Separately, PCA should be very fast regardless of language used, and it is unlikely that you will get massive speed-up for t-SNE regardless of language. Consider UMAP as a faster cousin of t-SNE.

0
Entering edit mode

Yes, I'm aware of the various implementations of both t-SNE and UMAP and their benefits / drawbacks. My interest is in reducing the computation time of running these algorithms several times, since R is memory-greedy and slow. I plan on simply calling the C++ code provided on van der Maaten's GitHub to run t-SNE after performing PCA. Do you really think that running the dimension reduction step in C++ / Python wouldn't be significantly faster than running in R?

0
Entering edit mode

Pure python implementation of t-SNE is very slow, so I would not recommend that.
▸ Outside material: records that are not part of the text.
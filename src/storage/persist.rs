// Debounced background persistence of cache snapshots
use std::path::{Path, PathBuf};
use std::sync::atomic::{AtomicU64, Ordering};
use std::sync::{Arc, Mutex, PoisonError};
use std::time::{Duration, SystemTime};

use tokio::sync::{mpsc, watch};
use tokio::task::JoinHandle;
use tokio::time::{self, Instant, MissedTickBehavior};
use tracing::{debug, error, Instrument, Span};

use super::snapshot::SnapshotSource;
use super::write_atomic;
use crate::error::PersistError;

/// Debounce interval used when none (or zero) is configured.
pub const DEFAULT_PERSIST_INTERVAL: Duration = Duration::from_secs(10);

/// The longest a dirty cache may wait for a flush, in debounce intervals.
pub const MAX_INTERVAL_MULTIPLIER: u32 = 3;

/// Counters describing what the persistence task has done so far.
#[derive(Debug, Clone, PartialEq, Eq)]
pub struct PersistStats {
    /// Snapshots that reached the target path.
    pub flushes: u64,
    /// Flush attempts that failed and left the cache dirty.
    pub failures: u64,
    /// Wall-clock time of the last successful flush.
    pub last_flush: Option<SystemTime>,
    pub dirty: bool,
}

struct FlushClock {
    at: Instant,
    wall: Option<SystemTime>,
}

struct Shared {
    path: PathBuf,
    min_interval: Duration,
    max_interval: Duration,
    // Bumped by every mark_dirty; the cache is clean while both match.
    generation: AtomicU64,
    persisted: AtomicU64,
    clock: Mutex<FlushClock>,
    flushes: AtomicU64,
    failures: AtomicU64,
}
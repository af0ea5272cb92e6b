// Operator tool for IP cache snapshots
use std::net::IpAddr;
use std::path::PathBuf;
use std::process::ExitCode;

use chrono::Utc;
use clap::{Args, Parser, Subcommand};
use serde::Serialize;
use tracing::{debug, error};

use ipcache_rs::config::AppConfig;
use ipcache_rs::logging::LoggingManager;
use ipcache_rs::storage::snapshot;
use ipcache_rs::{validate_persistence_path, IpEntry, SnapshotRecord, FORCED_REFRESH_AGE};

/// IP cache operator tool
#[derive(Parser)]
#[command(name = "ipcache")]
#[command(about = "Inspect IP cache snapshots and check persistence paths")]
#[command(version = env!("CARGO_PKG_VERSION"))]
struct Cli {
    /// Configuration file path
    #[arg(short, long, global = true)]
    config: Option<PathBuf>,

    /// Log level (trace, debug, info, warn, error)
    #[arg(long, global = true)]
    log_level: Option<String>,

    #[command(subcommand)]
    command: Commands,
}

#[derive(Subcommand)]
enum Commands {
    /// Decode a snapshot file and print its contents
    Inspect(InspectArgs),

    /// Check whether a path is usable for cache persistence
    CheckPath {
        /// Candidate snapshot path
        path: String,
    },
}

#[derive(Args)]
struct InspectArgs {
    /// Snapshot file
    file: PathBuf,

    /// Print JSON instead of text
    #[arg(long)]
    json: bool,

    /// Print at most this many entries
    #[arg(short, long)]
    limit: Option<usize>,
}

#[derive(Serialize)]
struct InspectReport<'a> {
    capacity: u64,
    entries: usize,
    items: Vec<InspectItem<'a>>,
}

#[derive(Serialize)]
struct InspectItem<'a> {
    ip: IpAddr,
    #[serde(flatten)]
    entry: &'a IpEntry,
    stale: bool,
}

fn main() -> ExitCode {
    let cli = Cli::parse();

    let mut config = match cli.config.as_deref() {
        Some(path) => match AppConfig::load(path) {
            Ok(config) => config,
            Err(e) => {
                eprintln!("ipcache: {e}");
                return ExitCode::FAILURE;
            }
        },
        None => AppConfig::default(),
    };
    config.apply_env();
    if let Some(level) = cli.log_level {
        config.logging.level = level;
    }

    if let Err(e) = LoggingManager::new(config.logging.clone()).initialize() {
        eprintln!("ipcache: failed to initialize logging: {e}");
        return ExitCode::FAILURE;
    }

    let result = match cli.command {
        Commands::Inspect(args) => inspect(&args),
        Commands::CheckPath { path } => check_path(&path),
    };

    match result {
        Ok(()) => ExitCode::SUCCESS,
        Err(message) => {
            error!("{message}");
            ExitCode::FAILURE
        }
    }
}

fn inspect(args: &InspectArgs) -> Result<(), String> {
    let bytes = std::fs::read(&args.file)
        .map_err(|e| format!("read {}: {e}", args.file.display()))?;
    let record: SnapshotRecord<IpAddr, IpEntry> = snapshot::decode(&bytes)
        .map_err(|e| format!("decode {}: {e}", args.file.display()))?;
    debug!(bytes = bytes.len(), "snapshot decoded");

    let now = Utc::now();
    let shown = args.limit.unwrap_or(record.entries.len());
    let items: Vec<InspectItem<'_>> = record
        .entries
        .iter()
        .take(shown)
        .map(|pair| InspectItem {
            ip: pair.key,
            entry: &pair.value,
            stale: pair.value.is_stale(FORCED_REFRESH_AGE, now),
        })
        .collect();

    if args.json {
        let report = InspectReport {
            capacity: record.capacity,
            entries: record.entries.len(),
            items,
        };
        let text = serde_json::to_string_pretty(&report).map_err(|e| e.to_string())?;
        println!("{text}");
        return Ok(());
    }

    println!("capacity: {}", record.capacity);
    println!("entries:  {}", record.entries.len());
    for item in &items {
        println!(
            "{:<40} {:<3} {}{}",
            item.ip,
            item.entry.country,
            item.entry.resolved_at.to_rfc3339(),
            if item.stale { " (stale)" } else { "" }
        );
    }
    if items.len() < record.entries.len() {
        println!("... {} more", record.entries.len() - items.len());
    }
    Ok(())
}

fn check_path(raw: &str) -> Result<(), String> {
    match validate_persistence_path(raw) {
        Ok(Some(path)) => {
            println!("ok: {}", path.display());
            Ok(())
        }
        Ok(None) => {
            println!("persistence disabled: no path given");
            Ok(())
        }
        Err(e) => Err(format!("persistence would be disabled: {e}")),
    }
}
There are python bindings that already use C++ code or bh_tsne binary, and I suspect the same is true for R implementation (never used it). I would be very surprised if R implementation of t-SNE is pure R, but I could be wrong. My point was that t-SNE is slow even when one is using fastest implementations possible.

0
Entering edit mode

The Rtsne package that everyone uses is an Rcpp implementation of the Barnes-Hut fast t-SNE written by Laurens van der Maaten. The question was less about the algorithm itself and more about the speed of computation of C++ vs. R, since C++ is a lower level language.

0
Entering edit mode

A quick search of Github with t-SNE retrieves 52 R results. I'd look there first before doing anything else.